Dataset entries:
------------------------------
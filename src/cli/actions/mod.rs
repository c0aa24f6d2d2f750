pub mod server;

use crate::api::GatewayConfig;

#[derive(Debug)]
pub enum Action {
    Server {
        port: u16,
        dsn: String,
        config: GatewayConfig,
    },
}
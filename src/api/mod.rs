//! HTTP gateway: router construction and server startup.

use anyhow::{Context, Result};
use axum::{
    body::Body,
    extract::MatchedPath,
    http::{
        header::{AUTHORIZATION, CONTENT_TYPE},
        HeaderName, HeaderValue, Method, Request,
    },
    routing::{get, post},
    Extension, Router,
};
use sqlx::postgres::PgPoolOptions;
use std::{sync::Arc, time::Duration};
use tokio::net::TcpListener;
use tower::ServiceBuilder;
use tower_http::{
    cors::{Any, CorsLayer},
    request_id::PropagateRequestIdLayer,
    set_header::SetRequestHeaderLayer,
    trace::TraceLayer,
};
use tracing::{info, info_span, Span};
use ulid::Ulid;
use utoipa_swagger_ui::SwaggerUi;

pub mod handlers;
mod openapi;
pub mod state;

pub use openapi::openapi;
pub use state::{GatewayConfig, GatewayState};

use crate::store::PgStore;

/// Build the gateway router around shared state.
#[must_use]
pub fn router(state: Arc<GatewayState>) -> Router {
    let cors = CorsLayer::new()
        .allow_headers([CONTENT_TYPE, AUTHORIZATION])
        .allow_methods([Method::GET, Method::POST])
        .allow_origin(Any);

    Router::new()
        .route("/register", post(handlers::register))
        .route("/getAll", get(handlers::get_all))
        .route("/login1", post(handlers::login_challenge))
        .route("/verifyOTP", post(handlers::verify_otp))
        .route("/forgotPassword", post(handlers::forgot_password))
        .route("/login", post(handlers::login))
        .route("/health", get(handlers::health))
        .merge(SwaggerUi::new("/swagger-ui").url("/api-docs/openapi.json", openapi::openapi()))
        .layer(
            ServiceBuilder::new()
                .layer(SetRequestHeaderLayer::if_not_present(
                    HeaderName::from_static("x-request-id"),
                    |_req: &_| HeaderValue::from_str(Ulid::new().to_string().as_str()).ok(),
                ))
                .layer(PropagateRequestIdLayer::new(HeaderName::from_static(
                    "x-request-id",
                )))
                .layer(TraceLayer::new_for_http().make_span_with(make_span))
                .layer(cors)
                .layer(Extension(state)),
        )
}

/// Start the server
/// # Errors
/// Return error if failed to start the server
pub async fn new(port: u16, dsn: String, config: GatewayConfig) -> Result<()> {
    // Connect to database
    let pool = PgPoolOptions::new()
        .min_connections(1)
        .max_connections(5)
        .max_lifetime(Duration::from_secs(60 * 2))
        .test_before_acquire(true)
        .connect(&dsn)
        .await
        .context("Failed to connect to database")?;

    sqlx::migrate!("./migrations")
        .run(&pool)
        .await
        .context("Failed to run database migrations")?;

    let store = Arc::new(PgStore::new(pool));
    let state = Arc::new(GatewayState::new(
        config,
        store.clone(),
        store.clone(),
        store,
    ));

    let app = router(state);

    let listener = TcpListener::bind(format!("::0:{port}")).await?;

    info!("Listening on [::]:{}", port);

    axum::serve(listener, app.into_make_service())
        .with_graceful_shutdown(async {
            let _ = tokio::signal::ctrl_c().await;
            info!("Gracefully shutdown");
        })
        .await?;

    Ok(())
}

fn make_span(request: &Request<Body>) -> Span {
    let request_id = request
        .headers()
        .get("x-request-id")
        .and_then(|val| val.to_str().ok())
        .unwrap_or("none");
    let matched_path = request
        .extensions()
        .get::<MatchedPath>()
        .map_or_else(|| request.uri().path(), MatchedPath::as_str);

    info_span!(
        "http.request",
        http.method = %request.method(),
        http.route = matched_path,
        request_id
    )
}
------------------------------
Exercise brief: Filter the records for lines holding the string "GatewayConfig". Copy each one.

Task result:
use crate::api::GatewayConfig;
        config: GatewayConfig,
pub use state::{GatewayConfig, GatewayState};
pub async fn new(port: u16, dsn: String, config: GatewayConfig) -> Result<()> {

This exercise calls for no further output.